Furthermore, at the time the payments were made the bonds had the additional security of a presumably solvent guarantor. The record shows that the guarantor has since become insolvent, with the result that the circumstances affecting all the bondholders, old and new, have been materially altered. The unpaid bondholders have no security left but a piece of property purchased for less than the amount of their debt, and not claimed to be worth any more than was paid for it. As to the bondholders who were paid, the insolvency of the guarantor has intervened since the date of payment. Certainly under such circumstances equity would not require these innocent recipients of the payments, even assuming that the same persons held the *Page 308 bonds during the entire period, to return what they have received.
There could hardly be any question of the right of the county to assert a lien against any excess in the proceeds of sale, had there been any, ahead of the general creditors of the Lakeview Country Club or of Utterback (Bogert on Trusts and Trustees, sec. 930), but here it is seeking to assert a claim against a piece of property already sold to satisfy another debt without showing an equity superior to the creditors to whom the property was conveyed in part payment of their claim. In 25 Rawle C. L. 1321, et seq., the text says, in part:
"Subrogation is the creature of equity, and will not be permitted where it will work injustice to the rights of those having equal or superior equities, or where it will operate to defeat a legal right. * * * The doctrine of subrogation will not be applied where innocent persons will be injured. And where the equity is a latent one it will not be enforced to the prejudice of a bona fide innocent purchaser."

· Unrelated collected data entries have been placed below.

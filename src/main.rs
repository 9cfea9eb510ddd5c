//! PayForge 主入口
//! 多链批量薪酬支付后端

use anyhow::{Context, Result};
use payforge::{api, app_state::AppState, config::Config};
use tracing_subscriber::{layer::SubscriberExt, util::SubscriberInitExt};

#[tokio::main]
async fn main() -> Result<()> {
    // 1. 加载环境变量
    dotenvy::dotenv().ok();

    // 2. 初始化日志（结构化日志，敏感字段在写入点脱敏）
    tracing_subscriber::registry()
        .with(
            tracing_subscriber::EnvFilter::try_from_default_env()
                .unwrap_or_else(|_| "payforge=debug,tower_http=info".into()),
        )
        .with(tracing_subscriber::fmt::layer())
        .init();

    tracing::info!("Starting PayForge multi-chain payroll backend");

    // 3. 加载配置（环境变量 > 配置文件 > 默认值）
    let config_path = std::env::var("CONFIG_PATH").ok();
    let config = Config::from_env_and_file(config_path.as_deref())?;

    // 4. 初始化应用状态
    let bind_addr = config.server.bind_addr.clone();
    let state = AppState::new(config)?;
    tracing::info!(
        chains = state.registry.list().len(),
        "Chain registry initialized"
    );

    // 5. 启动HTTP服务
    let app = api::routes(state);
    let listener = tokio::net::TcpListener::bind(&bind_addr)
        .await
        .with_context(|| format!("Failed to bind {}", bind_addr))?;
    tracing::info!("Listening on {}", bind_addr);
    axum::serve(listener, app).await?;

    Ok(())
}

See, also, Probst v. Wiggington, 213 Ky. 610, 281 S.W. 834, and cases there cited. It may be noted in passing that there are cases from other jurisdictions holding that a pro tanto subrogation will never be allowed, but that the person seeking the subrogation must show that the creditor into whose shoes he seeks to step has been paid in full. 25 Rawle C. L. 1318; Sheldon on Subrogation (2d Ed.) secs. 25, 70; Obici v. Furcron, 160 Va. 351,168 S.E. 340, 91 A.L.R. W, and note. This point has not been raised by appellants here or on the former appeal, and there are apparently no cases on the subject from this jurisdiction, although the rule has been recognized by the Sixth Circuit Court of Appeals in a Kentucky case. Columbia Finance Trust Co. v. Kentucky Union Ry. Co., 60 F. 794. We merely mention it for the purpose of making it clear that we are not now deciding that question, nor did we on the first appeal.
Plainly, the facts established in this case fall short of presenting a situation wherein subrogation could be justified. We cannot blindly encroach on the rights *Page 309 of innocent persons without some evidence to show that they will not be prejudiced by our action. We conclude, therefore, that no right of subrogation exists, and that no lien can be decreed against the property in the hands of the appellant Title Insurance Trust Company, trustee.
The judgment is reversed on the original appeal, and affirmed on the cross-appeal.